Entries provided.

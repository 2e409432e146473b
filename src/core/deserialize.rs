//! Purpose: Reconstruct `MenuSettings` from YAML text, tolerating legacy encodings.
//! Exports: `parse_menu`, `parse_menu_outcome`, `ParseOutcome`.
//! Role: Reader half of the transcoder; permissive defaults for absent fields.
//! Invariants: Returns either a complete settings object or a single Parse error,
//! never a partial result and never a panic.
//! Invariants: Items that resolve to zero slots are dropped, not errors.

use std::collections::BTreeSet;

use serde_yaml::{Mapping, Value};

use crate::core::argument::decode_args;
use crate::core::error::{Error, ErrorKind};
use crate::core::model::{
    BannerLayer, Enchantment, InventoryType, MenuItem, MenuSettings, PotionEffect,
    DEFAULT_MENU_SIZE,
};
use crate::core::requirement::{decode_keyed, RequirementKind};
use crate::core::slots::expand_value;
use crate::core::value::{
    bool_entry, mapping_entry, scalar_string, str_entry, string_list_entry, u32_entry,
};

pub struct ParseOutcome {
    pub settings: MenuSettings,
    /// Item keys that resolved to zero slots and were dropped.
    pub dropped_items: Vec<String>,
}

pub fn parse_menu(text: &str) -> Result<MenuSettings, Error> {
    parse_menu_outcome(text).map(|outcome| outcome.settings)
}

pub fn parse_menu_outcome(text: &str) -> Result<ParseOutcome, Error> {
    if text.trim().is_empty() {
        return Err(empty_configuration());
    }

    let root: Value = serde_yaml::from_str(text).map_err(|err| {
        Error::new(ErrorKind::Parse)
            .with_message("cannot parse menu configuration")
            .with_source(err)
    })?;

    let root = match root {
        Value::Null => return Err(empty_configuration()),
        Value::Mapping(map) => map,
        _ => {
            return Err(Error::new(ErrorKind::Parse)
                .with_message("top-level structure must be a key/value mapping"))
        }
    };

    let mut settings = MenuSettings {
        title: str_entry(&root, "menu_title"),
        open_command: str_entry(&root, "open_command"),
        register_command: bool_entry(&root, "register_command"),
        size: non_zero_or(u32_entry(&root, "size"), DEFAULT_MENU_SIZE),
        menu_type: InventoryType::from_name(&str_entry(&root, "inventory_type")),
        update_interval: u32_entry(&root, "update_interval"),
        open_commands: string_list_entry(&root, "open_commands"),
        close_commands: string_list_entry(&root, "close_commands"),
        args_usage_message: str_entry(&root, "args_usage_message"),
        arguments_support_placeholders: bool_entry(&root, "arguments_support_placeholders"),
        parse_placeholders_after_arguments: bool_entry(&root, "parse_placeholders_after_arguments"),
        ..MenuSettings::default()
    };

    if let Some(block) = mapping_entry(&root, "open_requirement") {
        if let Some(requirements) = mapping_entry(block, "requirements") {
            settings.open_requirement.requirements = decode_keyed(requirements);
        }
        settings.open_requirement.deny_commands = string_list_entry(block, "deny_commands");
        settings.open_requirement.success_commands = string_list_entry(block, "success_commands");

        // Keep the legacy convenience field in sync with the first
        // permission gate.
        for req in &settings.open_requirement.requirements {
            if let RequirementKind::HasPermission { permission } = &req.kind {
                settings.permission = permission.clone();
                break;
            }
        }
    }

    if let Some(args) = root.get("args") {
        settings.args = decode_args(args);
    }

    let mut dropped_items = Vec::new();
    if let Some(items) = mapping_entry(&root, "items") {
        for (key, entry) in items {
            let Some(id) = scalar_string(key) else {
                continue;
            };
            let Some(map) = entry.as_mapping() else {
                dropped_items.push(id);
                continue;
            };
            match decode_item(&id, map) {
                Some(item) => settings.items.push(item),
                None => dropped_items.push(id),
            }
        }
    }

    Ok(ParseOutcome {
        settings,
        dropped_items,
    })
}

fn empty_configuration() -> Error {
    Error::new(ErrorKind::Parse).with_message("empty configuration")
}

fn non_zero_or(value: u32, fallback: u32) -> u32 {
    if value == 0 {
        fallback
    } else {
        value
    }
}

fn decode_item(id: &str, map: &Mapping) -> Option<MenuItem> {
    let slots = decode_slots(map);
    if slots.is_empty() {
        return None;
    }

    let mut item = MenuItem {
        id: id.to_string(),
        slots,
        ..MenuItem::default()
    };

    let material = str_entry(map, "material");
    let material = material.trim();
    item.material = if material.is_empty() {
        "STONE".to_string()
    } else {
        material.to_string()
    };

    item.display_name = str_entry(map, "display_name");
    item.lore = string_list_entry(map, "lore");
    let lore_append_mode = str_entry(map, "lore_append_mode");
    if !lore_append_mode.is_empty() {
        item.lore_append_mode = lore_append_mode;
    }

    item.amount = non_zero_or(u32_entry(map, "amount"), 1);
    item.dynamic_amount = str_entry(map, "dynamic_amount");
    // `data` is the pre-flattening alias for `damage`.
    item.damage = non_zero_or(u32_entry(map, "damage"), u32_entry(map, "data"));
    item.priority = u32_entry(map, "priority");
    item.update = bool_entry(map, "update");
    item.model_data = u32_entry(map, "model_data");

    item.left_click_commands = string_list_entry(map, "left_click_commands");
    item.right_click_commands = string_list_entry(map, "right_click_commands");
    item.middle_click_commands = string_list_entry(map, "middle_click_commands");
    item.shift_left_click_commands = string_list_entry(map, "shift_left_click_commands");
    item.shift_right_click_commands = string_list_entry(map, "shift_right_click_commands");

    item.enchantments = string_list_entry(map, "enchantments")
        .iter()
        .filter_map(|joined| decode_enchantment(joined))
        .collect();
    item.item_flags = string_list_entry(map, "item_flags");

    item.hide_enchantments = bool_entry(map, "hide_enchantments");
    item.hide_attributes = bool_entry(map, "hide_attributes");
    item.hide_tooltip = bool_entry(map, "hide_tooltip");
    item.enchantment_glint_override = bool_entry(map, "enchantment_glint_override");
    item.unbreakable = bool_entry(map, "unbreakable");

    // Lossy by design: a glint forced via hidden enchantments cannot be
    // told apart from a real enchantment the user chose to hide.
    item.glow = item.hide_enchantments && !item.enchantments.is_empty();

    item.rgb = {
        let rgb = str_entry(map, "rgb");
        if rgb.is_empty() {
            str_entry(map, "color")
        } else {
            rgb
        }
    };
    item.entity_type = str_entry(map, "entity_type");
    item.base_color = str_entry(map, "base_color");

    item.potion_effects = string_list_entry(map, "potion_effects")
        .iter()
        .filter_map(|joined| decode_potion_effect(joined))
        .collect();
    item.banner_meta = string_list_entry(map, "banner_meta")
        .iter()
        .filter_map(|joined| decode_banner_layer(joined))
        .collect();

    if let Some(block) = mapping_entry(map, "view_requirement") {
        if let Some(requirements) = mapping_entry(block, "requirements") {
            item.view_requirements = decode_keyed(requirements);
        }
    }

    if let Some(block) = mapping_entry(map, "click_requirement") {
        if let Some(requirements) = mapping_entry(block, "requirements") {
            item.click_requirements = decode_keyed(requirements);
        }
        item.click_deny_commands = string_list_entry(block, "deny_commands");
        item.click_success_commands = string_list_entry(block, "success_commands");
    }

    Some(item)
}

/// `slots` (array, CSV string, or lone integer) wins over the scalar
/// `slot`; a present-but-unusable `slots` value does not fall back.
fn decode_slots(map: &Mapping) -> BTreeSet<u32> {
    if let Some(value) = map.get("slots") {
        return expand_value(value);
    }
    let mut slots = BTreeSet::new();
    match map.get("slot") {
        Some(Value::Number(number)) => {
            if let Some(slot) = number.as_u64().and_then(|wide| u32::try_from(wide).ok()) {
                slots.insert(slot);
            }
        }
        Some(Value::String(text)) => {
            if let Ok(slot) = text.trim().parse::<u32>() {
                slots.insert(slot);
            }
        }
        _ => {}
    }
    slots
}

fn decode_enchantment(joined: &str) -> Option<Enchantment> {
    let mut parts = joined.split(';');
    let name = parts.next().unwrap_or_default().trim();
    if name.is_empty() {
        return None;
    }
    let level = parts
        .next()
        .and_then(|raw| raw.trim().parse::<u32>().ok())
        .filter(|level| *level > 0)
        .unwrap_or(1);
    Some(Enchantment {
        name: name.to_string(),
        level,
    })
}

fn decode_potion_effect(joined: &str) -> Option<PotionEffect> {
    let mut parts = joined.split(';');
    let effect = parts.next().unwrap_or_default().trim();
    if effect.is_empty() {
        return None;
    }
    let duration = parts
        .next()
        .and_then(|raw| raw.trim().parse::<u32>().ok())
        .unwrap_or(0);
    let amplifier = parts
        .next()
        .and_then(|raw| raw.trim().parse::<u32>().ok())
        .unwrap_or(0);
    Some(PotionEffect {
        effect: effect.to_string(),
        duration,
        amplifier,
    })
}

fn decode_banner_layer(joined: &str) -> Option<BannerLayer> {
    let mut parts = joined.split(';');
    let color = parts.next().unwrap_or_default().trim();
    if color.is_empty() {
        return None;
    }
    let pattern = parts.next().unwrap_or_default().trim();
    Some(BannerLayer {
        color: color.to_string(),
        pattern: pattern.to_string(),
    })
}

#[cfg(test)]
mod tests {
    use super::{parse_menu, parse_menu_outcome};
    use crate::core::error::ErrorKind;
    use crate::core::model::InventoryType;
    use crate::core::requirement::RequirementKind;

    #[test]
    fn absent_fields_fall_back_to_defaults() {
        let settings = parse_menu("menu_title: Shop\n").expect("parse");
        assert_eq!(settings.title, "Shop");
        assert_eq!(settings.size, 54);
        assert_eq!(settings.menu_type, InventoryType::Chest);
        assert!(!settings.register_command);
        assert!(settings.items.is_empty());
        assert!(settings.args.is_empty());
    }

    #[test]
    fn empty_input_is_a_distinct_parse_error() {
        for text in ["", "   \n", "# only a comment\n"] {
            let err = parse_menu(text).unwrap_err();
            assert_eq!(err.kind(), ErrorKind::Parse);
            assert_eq!(err.message(), Some("empty configuration"));
        }
    }

    #[test]
    fn invalid_yaml_is_a_parse_error_not_a_panic() {
        let err = parse_menu("items:\n  - ]broken[\n").unwrap_err();
        assert_eq!(err.kind(), ErrorKind::Parse);
    }

    #[test]
    fn scalar_root_is_rejected() {
        let err = parse_menu("just a string").unwrap_err();
        assert_eq!(err.kind(), ErrorKind::Parse);
    }

    #[test]
    fn items_read_every_slot_encoding() {
        let settings = parse_menu(
            r#"
items:
  csv:
    material: STONE
    slots: '0,2,4-6'
  ranged:
    material: DIRT
    slots:
      - '9-10'
      - 13
  scalar:
    material: SAND
    slot: 3
"#,
        )
        .expect("parse");
        let by_id = |id: &str| {
            settings
                .items
                .iter()
                .find(|item| item.id == id)
                .expect("item")
        };
        assert_eq!(
            by_id("csv").slots.iter().copied().collect::<Vec<_>>(),
            vec![0, 2, 4, 5, 6]
        );
        assert_eq!(
            by_id("ranged").slots.iter().copied().collect::<Vec<_>>(),
            vec![9, 10, 13]
        );
        assert_eq!(by_id("scalar").slot(), 3);
    }

    #[test]
    fn zero_slot_items_are_dropped_and_reported() {
        let outcome = parse_menu_outcome(
            r#"
items:
  ghost:
    material: STONE
  solid:
    material: DIRT
    slot: 1
"#,
        )
        .expect("parse");
        assert_eq!(outcome.dropped_items, vec!["ghost".to_string()]);
        assert_eq!(outcome.settings.items.len(), 1);
        assert_eq!(outcome.settings.items[0].id, "solid");
    }

    #[test]
    fn damage_reads_the_legacy_data_alias() {
        let settings = parse_menu(
            r#"
items:
  old:
    material: WOOL
    slot: 0
    data: 14
"#,
        )
        .expect("parse");
        assert_eq!(settings.items[0].damage, 14);
    }

    #[test]
    fn enchantments_and_companions_decode_from_joined_strings() {
        let settings = parse_menu(
            r#"
items:
  kit:
    material: POTION
    slot: 0
    enchantments:
      - 'sharpness;5'
      - 'unbreaking'
    potion_effects:
      - 'SPEED;200;1'
    banner_meta:
      - 'RED;STRIPE_TOP'
"#,
        )
        .expect("parse");
        let item = &settings.items[0];
        assert_eq!(item.enchantments[0].name, "sharpness");
        assert_eq!(item.enchantments[0].level, 5);
        assert_eq!(item.enchantments[1].level, 1);
        assert_eq!(item.potion_effects[0].duration, 200);
        assert_eq!(item.banner_meta[0].pattern, "STRIPE_TOP");
    }

    #[test]
    fn glow_is_reconstructed_from_hidden_enchantments() {
        let settings = parse_menu(
            r#"
items:
  star:
    material: NETHER_STAR
    slot: 0
    enchantments:
      - 'efficiency;1'
    hide_enchantments: true
  plain:
    material: STONE
    slot: 1
    hide_enchantments: true
"#,
        )
        .expect("parse");
        assert!(settings.items[0].glow);
        assert!(!settings.items[1].glow);
    }

    #[test]
    fn open_requirement_mirrors_first_permission_gate() {
        let settings = parse_menu(
            r#"
open_requirement:
  requirements:
    gate:
      type: has permission
      permission: menu.open
  deny_commands:
    - '[message] &cNo.'
"#,
        )
        .expect("parse");
        assert_eq!(settings.permission, "menu.open");
        assert_eq!(settings.open_requirement.requirements.len(), 1);
        assert_eq!(settings.open_requirement.requirements[0].id, "gate");
        assert!(matches!(
            settings.open_requirement.requirements[0].kind,
            RequirementKind::HasPermission { .. }
        ));
    }

    #[test]
    fn click_requirement_carries_group_command_lists() {
        let settings = parse_menu(
            r#"
items:
  buy:
    material: EMERALD
    slot: 0
    click_requirement:
      requirements:
        cost:
          type: has money
          amount: 100
      deny_commands:
        - '[message] &cToo poor'
      success_commands:
        - '[console] give %player_name% emerald 1'
"#,
        )
        .expect("parse");
        let item = &settings.items[0];
        assert_eq!(item.click_requirements.len(), 1);
        assert_eq!(item.click_deny_commands.len(), 1);
        assert_eq!(item.click_success_commands.len(), 1);
    }
}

Problem requirements.
Copy all lines from the data that hold the word "copied".

Response to this task.
            by_id("csv").slots.iter().copied().collect::<Vec<_>>(),
            by_id("ranged").slots.iter().copied().collect::<Vec<_>>(),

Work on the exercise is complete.